Obamacare supporters call that a feature not a bug. People who are only working to pay for health care will now have the ability to make a different “choice.” Older workers doing physical labor will be able to retire earlier. Moms can switch to part-time work or even stay home full-time. Workers will have more flexibility to change jobs or start a business. So it’s good news … wait … fantastic news that the Congressional Budget Office now says that “more than 2.5 million people are likely to reduce the amount of labor they choose to supply to some degree because of the ACA,” three times more than its earlier forecast.
But even the best-intended, smartly-devised plans often have unintended and harmful consequences. Here is one trade-off, one reality that President Obama doesn’t want to talk about. Keith Hennessey offers the example of a working-class family of four whose sole wage earner makes $35,000 a year and doesn’t get health insurance through a job. The other spouse wants to take a $12,000 part-time job to raise the family’s income. But doing that would reduce Obamacare’s subsidy and raise the family’s effective federal tax rate to 50% from 37%. Yes, the Obamacare subsidies help the family afford health insurance. But there is the trade-off:
Do the benefits of the premium subsidy to this family outweigh the costs of trapping this family at this income level by killing the financial benefit they receive from more work, education, training, or other professional advancement? … Nobody wants to trap people and discourage further economic advancement, even if they do so by helping that family with generous subsidies.
For that fictional family – and maybe thousands or hundreds of thousands real-life counterparts – Obamacare pulls up the opportunity ladder and leaves them mired in a kind of poverty trap.
Does the Obama White House know the impact on the broad middle-class who are now more resemble the poor in having to value government subsidies versus the return from work? As AEI’s Scott Gottlieb puts it, “We are now subsidizing the middle class who are employed and grow their income incrementally in the form of small promotions and overtime. So this creates a giant distortion to that productive part of the market.”
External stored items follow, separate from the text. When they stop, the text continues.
use axum::{extract::State, Json};
use serde::{Deserialize, Serialize};
use tracing::info;

use crate::assessment::handlers::SubmitResponse;
use crate::assessment::intake::submit_assessment;
use crate::employers::handlers::EmployerLeadResponse;
use crate::employers::leads::capture_lead;
use crate::errors::AppError;
use crate::onboarding::session::{OnboardingSession, SessionOutcome, StepAnswer};
use crate::state::AppState;

#[derive(Debug, Serialize)]
pub struct SessionResponse {
    pub ok: bool,
    pub session: OnboardingSession,
    pub answered: usize,
    pub total_steps: usize,
}

impl From<OnboardingSession> for SessionResponse {
    fn from(session: OnboardingSession) -> Self {
        let (answered, total_steps) = session.progress();
        Self {
            ok: true,
            session,
            answered,
            total_steps,
        }
    }
}

#[derive(Debug, Deserialize)]
pub struct AdvanceRequest {
    pub session: OnboardingSession,
    pub answer: StepAnswer,
}

#[derive(Debug, Deserialize)]
pub struct SessionRequest {
    pub session: OnboardingSession,
}

/// A finished session lands as an assessment or, on the employer path, a lead.
#[derive(Debug, Serialize)]
#[serde(tag = "kind", rename_all = "snake_case")]
pub enum OnboardingSubmitResponse {
    Assessment(SubmitResponse),
    EmployerLead(EmployerLeadResponse),
}

/// POST /api/v1/onboarding/sessions
pub async fn handle_start() -> Json<SessionResponse> {
    let session = OnboardingSession::start();
    info!(session_id = %session.session_id, "Onboarding session started");
    Json(session.into())
}

/// POST /api/v1/onboarding/sessions/advance
pub async fn handle_advance(
    Json(request): Json<AdvanceRequest>,
) -> Result<Json<SessionResponse>, AppError> {
    let session = request.session.advance(request.answer)?;
    Ok(Json(session.into()))
}

/// POST /api/v1/onboarding/sessions/back
pub async fn handle_back(
    Json(request): Json<SessionRequest>,
) -> Result<Json<SessionResponse>, AppError> {
    let session = request.session.back()?;
    Ok(Json(session.into()))
}

/// POST /api/v1/onboarding/sessions/submit
///
/// Professional sessions run through the same intake as a direct submission;
/// employer sessions are captured as leads.
pub async fn handle_submit(
    State(state): State<AppState>,
    Json(request): Json<SessionRequest>,
) -> Result<Json<OnboardingSubmitResponse>, AppError> {
    let session_id = request.session.session_id;
    let response = match request.session.finish()? {
        SessionOutcome::Assessment(submission) => {
            let outcome = submit_assessment(state.store.as_ref(), submission).await?;
            info!(
                %session_id,
                assessment_id = outcome.assessment_id,
                "Onboarding session submitted"
            );
            OnboardingSubmitResponse::Assessment(SubmitResponse {
                ok: true,
                assessment_id: outcome.assessment_id,
                readiness_score: outcome.readiness_score,
                user_id: outcome.respondent_id,
                breakdown: outcome.breakdown,
            })
        }
        SessionOutcome::EmployerLead(request) => {
            let lead = capture_lead(state.store.as_ref(), request).await?;
            info!(%session_id, lead_id = lead.id, "Employer onboarding session submitted");
            OnboardingSubmitResponse::EmployerLead(EmployerLeadResponse { ok: true, lead })
        }
    };
    Ok(Json(response))
}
Along those same lines, Tyler Cowen looks at the research and raises the issue that all those folks choosing more “leisure” — as economists would put it — over work might possibly “undervalue the benefits of having a job and … also underestimate the costs of remaining unemployed.” Hayekian information problems abound. Maybe we don’t care as much, as Ross Douthat argues, when we are talking about 800,000 people versus 2.5 million people. But we are talking about that larger number, if not more, which contributes to the long-term economic drag of slowing labor force growth. All these problems deserve more than a hand wave from Obama — which is all they’ve received so far.